→ Instructions to follow
After counting the lines below that contain "TreeBuilder", reply with that number alone.
··· Data section
impl Tokenizer {
    /// Tokenizer starting in command position.
    pub fn new() -> Self {
        Self::starting_with(TokenType::Command)
    }

    /// Tokenizer starting in argument position, options allowed.
    ///
    /// Useful for binding or completing a bare argument string.
    pub fn arguments() -> Self {
        Self::starting_with(TokenType::RawArgument)
    }

    fn starting_with(initial: TokenType) -> Self {
        Self {
            source: String::new(),
            pos: 0,
            line: 1,
            token_type: initial,
            allow_options: initial == TokenType::RawArgument,
            arg_index: 0,
            last_piece_end: None,
            pending: None,
            initial,
            tree: if initial == TokenType::RawArgument {
                // Argument mode has no command word; an empty synthetic
                // command token at index 0 heads the pieces.
                TreeBuilder::headed()
            } else {
                TreeBuilder::default()
            },
        }
    }

    /// Discard all state and start a fresh logical line.
    pub fn reset(&mut self) {
        *self = Self::starting_with(self.initial);
    }

    /// True while the current logical line is incomplete.
    pub fn expect_more(&self) -> bool {
        self.pending.is_some() || self.tree.depth() > 0
    }

    /// Accumulated logical source.
    pub fn source(&self) -> &str {
        &self.source
    }

    pub fn tokens(&self) -> &[Token] {
        self.tree.tokens()
    }

    /// Copy of everything tokenized so far, complete or not.
    pub fn snapshot(&self) -> Script {
        self.tree.snapshot(&self.source)
    }

    /// Feed one physical line (without its trailing newline).
    pub fn feed(&mut self, line: &str) -> Result<(), LexError> {
        if !self.source.is_empty() {
            self.source.push('\n');
        }
        self.source.push_str(line);
        self.pending = None;
        self.scan()
    }

    /// Close the logical input and hand out the script.
    ///
    /// On success the tokenizer is reset. On failure nothing is consumed and
    /// [`expect_more`](Self::expect_more) keeps its value.
    pub fn finish(&mut self) -> Result<Script, LexError> {
        let end = self.source.len();
        match self.pending {
            Some(Pending::Quote(at)) => return Err(LexError::UnterminatedQuote(Span::new(at, end))),
            Some(Pending::Escape(at)) => return Err(LexError::DanglingEscape(Span::new(at, end))),
            Some(Pending::Pipe(at)) => {
                return Err(LexError::MissingRedirection(Span::new(at, at + 1)));
            }
            None => {}
        }
        if let Some(open) = self.tree.innermost_open() {
            return Err(LexError::UnpairedBraces(open.span()));
        }
        let fresh = Self::starting_with(self.initial);
        let done = std::mem::replace(self, fresh);
        Ok(done.tree.into_script(done.source))
    }

    fn peek(&self, at: usize) -> Option<char> {
        self.source[at..].chars().next()
    }

    /// Move to `to`, counting the newlines passed over.
    fn advance(&mut self, to: usize) {
        if to > self.pos {
            self.line += self.source[self.pos..to].matches('\n').count();
            self.pos = to;
        }
    }

    fn skip_blanks(&self, mut at: usize) -> usize {
        while let Some(c) = self.peek(at) {
            if c != ' ' && c != '\t' && c != '\r' {
                break;
            }
            at += 1;
        }
        at
    }

    fn scan(&mut self) -> Result<(), LexError> {
        loop {
            let Some(c) = self.peek(self.pos) else {
                break;
            };
            let at = self.pos;
            let outcome = match c {
                ' ' | '\t' | '\r' => {
                    self.advance(at + 1);
                    Scan::Done
                }
                '\n' | ';' => {
                    self.emit(TokenType::CommandSeparator, at, at + 1, c.to_string())?;
                    self.to_command_position();
                    Scan::Done
                }
                '#' if self.last_piece_end != Some(at) => {
                    let end = self.source[at..].find('\n').map_or(self.source.len(), |i| at + i);
                    self.advance(end);
                    Scan::Done
                }
                '{' | '}' => {
                    let kind = if c == '{' {
                        TokenType::BlockBegin
                    } else {
                        TokenType::BlockEnd
                    };
                    self.emit(kind, at, at + 1, c.to_string())?;
                    self.to_command_position();
                    Scan::Done
                }
                '\\' if self.last_piece_end != Some(at) && self.line_join_end(at).is_some() => {
                    match self.line_join_end(at) {
                        Some(Some(end)) => {
                            self.advance(end);
                            Scan::Done
                        }
                        _ => Scan::Incomplete(Pending::Escape(at)),
                    }
                }
                '|' => self.scan_redirection(at)?,
                '!' if self.last_piece_end != Some(at)
                    && matches!(self.peek(at + 1), Some(' ' | '\t')) =>
                {
                    self.scan_shell(at, at + 1)?
                }
                '>' => self.scan_file(at)?,
                _ if self.token_type == TokenType::Command => self.scan_command(at)?,
                _ => self.scan_argument(at, c)?,
            };
            if let Scan::Incomplete(pending) = outcome {
                debug!("incomplete input at byte {at}, waiting for more");
                self.pending = Some(pending);
                return Ok(());
            }
        }
        Ok(())
    }

    fn to_command_position(&mut self) {
        self.token_type = TokenType::Command;
        self.allow_options = false;
    }

    fn to_argument_position(&mut self, options: bool) {
        self.token_type = TokenType::RawArgument;
        self.allow_options = options;
    }

    /// `\` followed by blanks and a newline. `Some(Some(end))` when joined,
    /// `Some(None)` when input ends first, `None` when this is not a join.
    fn line_join_end(&self, at: usize) -> Option<Option<usize>> {
        let after = self.skip_blanks(at + 1);
        match self.peek(after) {
            Some('\n') => Some(Some(after + 1)),
            None => Some(None),
            Some(_) => None,
        }
    }

    fn scan_command(&mut self, at: usize) -> Result<Scan, LexError> {
        let Some(end) = self.word_end(at)? else {
            return Ok(Scan::Incomplete(self.incomplete_reason(at)));
        };
        let text = decode(&self.source[at..end], at)?;
        self.emit(TokenType::Command, at, end, text)?;
        self.to_argument_position(true);
        Ok(Scan::Done)
    }

    fn scan_argument(&mut self, at: usize, c: char) -> Result<Scan, LexError> {
        let glued = self.last_piece_end == Some(at);
        let kind = match c {
            '\'' => TokenType::SingleQuotedArgument,
            '"' => TokenType::DoubleQuotedArgument,
            '-' if self.allow_options && !glued => {
                let next = self.peek(at + 1);
                match next {
                    Some(n) if n.is_ascii_digit() || n == '.' || n == '\n' || is_delimiter(n) => {
                        TokenType::RawArgument
                    }
                    None => TokenType::RawArgument,
                    Some(_) => TokenType::Option,
                }
            }
            _ => TokenType::RawArgument,
        };

        let end = match kind {
            TokenType::SingleQuotedArgument | TokenType::DoubleQuotedArgument => {
                match self.quoted_end(at) {
                    Some(end) => end,
                    None => return Ok(Scan::Incomplete(Pending::Quote(at))),
                }
            }
            _ => match self.raw_end(at)? {
                Some(end) => end,
                None => return Ok(Scan::Incomplete(Pending::Escape(at))),
            },
        };

        let raw = &self.source[at..end];
        if kind == TokenType::Option && raw == "--" {
            // `--` ends option recognition for the rest of the command.
            self.allow_options = false;
            self.advance(end);
            return Ok(Scan::Done);
        }
        let text = decode(raw, at)?;
        self.emit(kind, at, end, text)?;
        Ok(Scan::Done)
    }

    fn scan_redirection(&mut self, at: usize) -> Result<Scan, LexError> {
        let mut name_at = at + 1;
        loop {
            name_at = self.skip_blanks(name_at);
            if self.peek(name_at) == Some('\n') {
                name_at += 1;
                continue;
            }
            break;
        }
        let Some(c) = self.peek(name_at) else {
            return Ok(Scan::Incomplete(Pending::Pipe(at)));
        };
        if c == '!' {
            return self.scan_shell(at, name_at + 1);
        }
        if matches!(c, ';' | '|' | '>' | '{' | '}') {
            return Err(LexError::MissingRedirection(Span::new(at, at + 1)));
        }
        let Some(end) = self.word_end(name_at)? else {
            return Ok(Scan::Incomplete(self.incomplete_reason(at)));
        };
        let name = decode(&self.source[name_at..end], name_at)?;
        if name.is_empty() || name == "sh" {
            return self.scan_shell(at, end);
        }
        self.emit(TokenType::Redirection, name_at, end, name)?;
        self.to_argument_position(true);
        Ok(Scan::Done)
    }

    /// Everything from `from` to the next `;` or newline, verbatim.
    fn scan_shell(&mut self, at: usize, from: usize) -> Result<Scan, LexError> {
        let start = self.skip_blanks(from);
        let stop = self.source[start..]
            .find([';', '\n'])
            .map_or(self.source.len(), |i| start + i);
        let text = self.source[start..stop].trim_end();
        if text.is_empty() {
            return Err(LexError::MissingShellCommand(Span::new(at, stop.max(at + 1))));
        }
        let end = start + text.len();
        let text = text.to_string();
        self.emit(TokenType::ShellRedirection, start, end, text)?;
        self.to_argument_position(false);
        Ok(Scan::Done)
    }

    fn scan_file(&mut self, at: usize) -> Result<Scan, LexError> {
        let path_at = self.skip_blanks(at + 1);
        match self.peek(path_at) {
            None => return Err(LexError::MissingFileName(Span::new(at, at + 1))),
            Some(c) if is_delimiter(c) || c == '\n' => {
                return Err(LexError::MissingFileName(Span::new(at, at + 1)));
            }
            Some(_) => {}
        }
        let Some(end) = self.word_end(path_at)? else {
            return Ok(Scan::Incomplete(self.incomplete_reason(path_at)));
        };
        let after = self.skip_blanks(end);
        match self.peek(after) {
            None | Some(';' | '\n' | '}' | '#') => {}
            Some(c) => {
                return Err(LexError::StrayAfterFileRedirection(Span::new(
                    after,
                    after + c.len_utf8(),
                )));
            }
        }
        let path = decode(&self.source[path_at..end], path_at)?;
        self.emit(TokenType::FileRedirection, path_at, end, path)?;
        self.to_argument_position(false);
        Ok(Scan::Done)
    }

    /// Classify why a word starting at `at` could not be completed.
    fn incomplete_reason(&self, at: usize) -> Pending {
        let mut quote = None;
        let mut chars = self.source[at..].char_indices();
        while let Some((i, c)) = chars.next() {
            match (quote, c) {
                (None, '\'' | '"') => quote = Some((c, at + i)),
                (Some((q, _)), c) if c == q => quote = None,
                (Some(('"', _)) | None, '\\') => {
                    chars.next();
                }
                _ => {}
            }
        }
        match quote {
            Some((_, start)) => Pending::Quote(start),
            None => Pending::Escape(at),
        }
    }

    /// End of a quoted piece starting at the quote character.
    fn quoted_end(&self, at: usize) -> Option<usize> {
        let quote = self.peek(at)?;
        let mut chars = self.source[at + 1..].char_indices();
        while let Some((i, c)) = chars.next() {
            if c == quote {
                return Some(at + 1 + i + 1);
            }
            if c == '\\' && quote == '"' {
                chars.next()?;
            }
        }
        None
    }

    /// End of an unquoted piece. `None` when input ends inside an escape.
    fn raw_end(&self, at: usize) -> Result<Option<usize>, LexError> {
        let mut i = at;
        while let Some(c) = self.peek(i) {
            if c == '\\' {
                match self.peek(i + 1) {
                    None => return Ok(None),
                    Some(_) => {
                        if let Some(join) = self.line_join_end(i) {
                            match join {
                                Some(end) => {
                                    i = end;
                                    continue;
                                }
                                None => return Ok(None),
                            }
                        }
                        let escaped = self.peek(i + 1).map_or(0, char::len_utf8);
                        i += 1 + escaped;
                        continue;
                    }
                }
            }
            if is_delimiter(c) || c == '\n' || c == '\'' || c == '"' {
                break;
            }
            i += c.len_utf8();
        }
        Ok(Some(i))
    }

    /// End of a word whose quoted pieces are merged (command and redirection
    /// names, file paths).
    fn word_end(&self, at: usize) -> Result<Option<usize>, LexError> {
        let mut i = at;
        loop {
            match self.peek(i) {
                Some('\'' | '"') => match self.quoted_end(i) {
                    Some(end) => i = end,
                    None => return Ok(None),
                },
                Some(c) if is_delimiter(c) || c == '\n' => return Ok(Some(i)),
                None => return Ok(Some(i)),
                Some(_) => match self.raw_end(i)? {
                    Some(end) if end == i => return Ok(Some(i)),
                    Some(end) => i = end,
                    None => return Ok(None),
                },
            }
        }
    }

    fn emit(
        &mut self,
        kind: TokenType,
        start: usize,
        end: usize,
        text: String,
    ) -> Result<(), LexError> {
        self.advance(start);
        let arg_index = if kind.is_structural() {
            0
        } else if kind.is_argument() && self.last_piece_end == Some(start) {
            self.arg_index
        } else {
            self.arg_index += 1;
            self.arg_index
        };
        self.last_piece_end = kind.is_argument().then_some(end);
        let token = Token {
            kind,
            text,
            start,
            end,
            line: self.line,
            arg_index,
            node: None,
        };
        self.tree.insert(token)?;
        self.advance(end);
        Ok(())
    }
}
······
→ Output of the task
2